Well, the Legal Defense Fund joined with some other organizations to try and, in fact, we have put together a private commission. I think that was born out of a sense that there is something wrong with what's happening to the Panthers. It seems to me that in the recent months there's been an accelerated occurrence of incidents all over the country. And we're saying, in effect, that their politics aside, whether we may agree or disagree with them on whatever level, that there seems to be a serious breakdown of law and of justice. Well, does this seem to you or anyone else that this could smack of some kind of a national conspiracy against the Black Panther Party? I think there is a growing suspicion that this is a coordinated program to destroy the Black Panthers. Blue, I think that it really goes beyond, for my standpoint, beyond a suspicion. I think, if proof were needed, the coordination and the nationwide pattern
of harassment against the Panthers seemed all part of the same mistake. And the fact that these raids always take place before dawn, somewhat smacks to me of the type of situation which exists in a police state. And I would venture to say that America is essentially a police state at the present time, not only with respect to the Panthers, but with respect to any Black person. Because I'm quite sure that no one would ask Roy Wilkins, whether he was a member of the Panther Party before opening fire. And we've seen instances of this in fascist Italy and Nazi Germany. And I think that America is, in fact, on the verge of becoming a fascist, Nazi-type state at the present time, certainly as far back as I can sound. Well, I think also that that raises the larger question,
which I think should be central in any discussion and procedure on this point. I would hate to see any investigation, singling itself, or focusing itself exclusively on the police tactics in relation to the Panthers. Because that will only get at the particulars of what happened in West Side of Chicago, what happened that morning in Los Angeles. And it will not get at what it seems to me to be a very crucial point, the whole power relationship between, say, the police and those who control the police in the Black community. So I would be very, very, how shall I say, insistent to the extent that I could, that we not simply focus on the tactics of a police at that particular time. I think there's much more that can be looked into it for that reason. If I just might extend my comments, minute loop, I'm very leery about any investigation by
duly so-called duly constituted authorities, like the FBI, let us say, or what have you. Because I think that this is simply an agency investigating itself in a real sense. And I think that it will mislead people into thinking that something is going to come out of this when the outset it could. Well, how about, how about a few points from a policeman in Oxford's immigrant, especially in Chicago, because I understand that there were five Negro quote, policemen in on the raid. And what is the position of the Afro Policemen's League when you look at this and you know that this is being perpetrated on our brothers and sisters right in our own communities? Well, as far as we're concerned, this sort of thing happens all the time and has been happening all the time. It's unfortunate that this particular case involved two leaders, but as far as we're concerned, it happens every day. We hate to see black people become just purely crisis-orientated where because it was Mark Clark and because it was Fred Hampton that there was a ground swell.

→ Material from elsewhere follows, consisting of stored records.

//! Issue-cycle accounting for translated instructions.
//!
//! Each decoded instruction carries a pipeline group and a base issue cost.
//! The core is dual-issue: an instruction that can pair with its predecessor
//! shares the predecessor's issue slot and costs one cycle less. Pairing is
//! possible between different groups, and between two register-transfer
//! instructions, but never with a serializing instruction on either side.
//! Once a pair forms the slot is closed; the next instruction starts a new
//! one.

/// Pipeline execution group of one instruction.
#[derive(Debug, Clone, Copy, PartialEq, Eq, Hash)]
#[cfg_attr(feature = "serde", derive(serde::Deserialize, serde::Serialize))]
pub enum ExecutionGroup {
    /// Register-to-register transfers; pair with anything, including
    /// each other.
    Mt,
    /// Integer and logic operations.
    Ex,
    /// Branches.
    Br,
    /// Loads and stores.
    Ls,
    /// Floating-point arithmetic.
    Fe,
    /// Serializing instructions; never pair on either side.
    Co,
}

impl ExecutionGroup {
    /// Returns `true` when an instruction of this group can share an issue
    /// slot with a predecessor of group `previous`.
    #[must_use]
    pub const fn pairs_with(self, previous: Self) -> bool {
        if matches!(self, Self::Co) || matches!(previous, Self::Co) {
            return false;
        }
        !matches!(
            (self, previous),
            (Self::Ex, Self::Ex)
                | (Self::Br, Self::Br)
                | (Self::Ls, Self::Ls)
                | (Self::Fe, Self::Fe)
        )
    }
}

/// Dual-issue pairing state threaded through one block's translation.
#[derive(Debug, Clone, Copy, PartialEq, Eq, Default)]
#[cfg_attr(feature = "serde", derive(serde::Deserialize, serde::Serialize))]
pub struct IssuePipeline {
    last_group: Option<ExecutionGroup>,
}

impl IssuePipeline {
    /// Creates a pipeline with no instruction issued yet.
    #[must_use]
    pub const fn new() -> Self {
        Self { last_group: None }
    }

    /// Charges one instruction and returns its effective issue cost.
    ///
    /// A paired instruction costs one cycle less than its base issue cost
    /// and closes the slot; an unpaired one opens a new slot.
    pub fn charge(&mut self, group: ExecutionGroup, issue_cycles: u32) -> u32 {
        let paired = match self.last_group {
            Some(previous) => group.pairs_with(previous),
            None => false,
        };

        if paired {
            self.last_group = None;
            issue_cycles.saturating_sub(1)
        } else {
            self.last_group = Some(group);
            issue_cycles
        }
    }
}

#[cfg(test)]
mod tests {
    use super::{ExecutionGroup, IssuePipeline};

    #[test]
    fn alternating_groups_share_issue_slots() {
        let mut pipeline = IssuePipeline::new();

        let total: u32 = [
            (ExecutionGroup::Ex, 1),
            (ExecutionGroup::Ls, 1),
            (ExecutionGroup::Ex, 1),
            (ExecutionGroup::Mt, 1),
        ]
        .into_iter()
        .map(|(group, issue)| pipeline.charge(group, issue))
        .sum();

        assert_eq!(total, 2);
    }

    #[test]
    fn same_group_instructions_never_pair_except_transfers() {
        let mut pipeline = IssuePipeline::new();
        assert_eq!(pipeline.charge(ExecutionGroup::Ex, 1), 1);
        assert_eq!(pipeline.charge(ExecutionGroup::Ex, 1), 1);

        let mut transfers = IssuePipeline::new();
        assert_eq!(transfers.charge(ExecutionGroup::Mt, 1), 1);
        assert_eq!(transfers.charge(ExecutionGroup::Mt, 1), 0);
    }

    #[test]
    fn serializing_instructions_block_pairing_on_both_sides() {
        let mut pipeline = IssuePipeline::new();
        assert_eq!(pipeline.charge(ExecutionGroup::Ex, 1), 1);
        assert_eq!(pipeline.charge(ExecutionGroup::Co, 2), 2);
        assert_eq!(pipeline.charge(ExecutionGroup::Ls, 1), 1);

        assert!(!ExecutionGroup::Co.pairs_with(ExecutionGroup::Mt));
        assert!(!ExecutionGroup::Mt.pairs_with(ExecutionGroup::Co));
    }

    #[test]
    fn a_closed_slot_does_not_pair_backwards() {
        let mut pipeline = IssuePipeline::new();
        assert_eq!(pipeline.charge(ExecutionGroup::Ex, 1), 1);
        assert_eq!(pipeline.charge(ExecutionGroup::Br, 1), 0);
        // The branch closed the slot, so this starts a fresh one.
        assert_eq!(pipeline.charge(ExecutionGroup::Ls, 1), 1);
    }

    #[test]
    fn multi_cycle_instructions_keep_their_remaining_cost_when_paired() {
        let mut pipeline = IssuePipeline::new();
        assert_eq!(pipeline.charge(ExecutionGroup::Ex, 1), 1);
        assert_eq!(pipeline.charge(ExecutionGroup::Fe, 3), 2);
    }
}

But the next day when a guy was shot and killed by the police for nothing, nobody said it wasn't, it didn't even hit the papers. I think the danger here is many folks. As far as policemen, we've been crying out, crying out, crying out, and we're credible witnesses because we're part of it that the murder has been going on unchallenged and unpunished. The apathy of the citizens, both black and white has allowed it to go on. One thing I'd like to interject is that we have had discussions with brothers and most of the national liberation fronts in the African continent, Asia and Latin America. And they see that our struggle is a part and parcel of a struggle of oppressed non-whites and colonized people all over the world. They know that our struggle here is very key struggle because we are in the belly of the whale.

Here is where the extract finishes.